Amazon FSx

Home » AWS Cheat Sheets » Amazon FSx
Amazon FSx Services

Amazon FSx provides fully managed third-party file systems.

Amazon FSx provides you with the native compatibility of third-party file systems with feature sets for workloads such as Windows-based storage, high-performance computing (HPC), machine learning, and electronic design automation (EDA).

You don’t have to worry about managing file servers and storage, as Amazon FSx automates the time-consuming administration tasks such as hardware provisioning, software configuration, patching, and backups.

Amazon FSx integrates the file systems with cloud-native AWS services, making them even more useful for a broader set of workloads.

Amazon FSx provides you with four file systems to choose from:

  • Amazon FSx for Windows File Server for Windows-based applications
  • Amazon FSx for Lustre for compute-intensive workloads.
  • Amazon FSx for NetApp ONTAP.
  • Amazon FSX for OpenZFS.

This article concentrates on FSx for Windows File Server and FSx for Lustre as these are the only file systems currently featuring on exams.

Amazon FSx for Windows File Server

Overview of FSx for Windows File Server

Amazon FSx for Windows File Server provides a fully managed native Microsoft Windows file system so you can easily move your Windows-based applications that require shared file storage to AWS.

Built on Windows Server, Amazon FSx provides the compatibility and features that your Microsoft applications rely on, including full support for the SMB protocol, Windows NTFS, and Microsoft Active Directory (AD) integration.

Amazon FSx uses SSD storage to provide fast performance with low latency.

This compatibility, performance, and scalability enables business-critical workloads such as home directories, media workflows, and business applications.

Amazon FSx helps you optimize TCO with Data Deduplication, reducing costs by 50-60% for general-purpose file shares.

User quotas give you the option to better monitor and control costs. You pay for only the resources used, with no upfront costs, or licensing fees.

Details and Benefits

High availability: Amazon FSx automatically replicates your data within an Availability Zone (AZ) it resides in (which you specify during creation) to protect it from component failure, continuously monitors for hardware failures, and automatically replaces infrastructure components in the event of a failure.

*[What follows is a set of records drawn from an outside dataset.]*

//! Geometric primitives shared by the layout and its consumers.

use trueno::Vector;

/// A 2D point in pixel coordinates.
#[derive(Debug, Clone, Copy, PartialEq, Default)]
pub struct Point {
    /// X coordinate.
    pub x: f32,
    /// Y coordinate.
    pub y: f32,
}

impl Point {
    /// Create a new point.
    #[must_use]
    pub const fn new(x: f32, y: f32) -> Self {
        Self { x, y }
    }

    /// Euclidean distance to another point.
    #[must_use]
    pub fn distance(self, other: Self) -> f32 {
        (self.x - other.x).hypot(self.y - other.y)
    }
}

/// Closed interval `[min, max]` along one axis.
#[derive(Debug, Clone, Copy, PartialEq)]
pub struct Bounds {
    /// Smallest coordinate.
    pub min: f32,
    /// Largest coordinate.
    pub max: f32,
}

impl Bounds {
    /// Create bounds, ordering the endpoints.
    #[must_use]
    pub fn new(a: f32, b: f32) -> Self {
        Self { min: a.min(b), max: a.max(b) }
    }

    /// Tightest bounds around `values`, or `None` when there are none.
    ///
    /// Uses trueno's SIMD reductions.
    #[must_use]
    pub fn from_values(values: &[f32]) -> Option<Self> {
        if values.is_empty() {
            return None;
        }

        let vec = Vector::from_vec(values.to_vec());
        let min = vec.min().ok()?;
        let max = vec.max().ok()?;
        Some(Self { min, max })
    }

    /// Length of the interval.
    #[must_use]
    pub fn span(&self) -> f32 {
        self.max - self.min
    }

    /// Midpoint of the interval.
    #[must_use]
    pub fn center(&self) -> f32 {
        (self.min + self.max) / 2.0
    }

    /// Whether `value` lies inside the interval.
    #[must_use]
    pub fn contains(&self, value: f32) -> bool {
        (self.min..=self.max).contains(&value)
    }
}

Multi-AZ: Amazon FSx offers a multiple availability (AZ) deployment option, designed to provide continuous availability to data, even if an AZ is unavailable. Multi-AZ file systems include an active and standby file server in separate AZs, and any changes written to disk in your file system are synchronously replicated across AZs to the standby.

Supports Windows-native file system features:

  • Access Control Lists (ACLs), shadow copies, and user quotas.
  • NTFS file systems that can be accessed from up to thousands of compute instances using the SMB protocol.

Works with Microsoft Active Directory (AD) to easily integrate file systems with Windows environments.

Built on SSD-storage, Amazon FSx provides fast performance with up to 2 GB/second throughput per file system, hundreds of thousands of IOPS, and consistent sub-millisecond latencies.

Can choose a throughput level that is independent of your file system size.

Using DFS Namespaces, you can scale performance up to tens of gigabytes per second of throughput, with millions of IOPS, across hundreds of petabytes of data.

Amazon FSx can connect file systems to Amazon EC2, VMware Cloud on AWS, Amazon WorkSpaces, and Amazon AppStream 2.0 instances.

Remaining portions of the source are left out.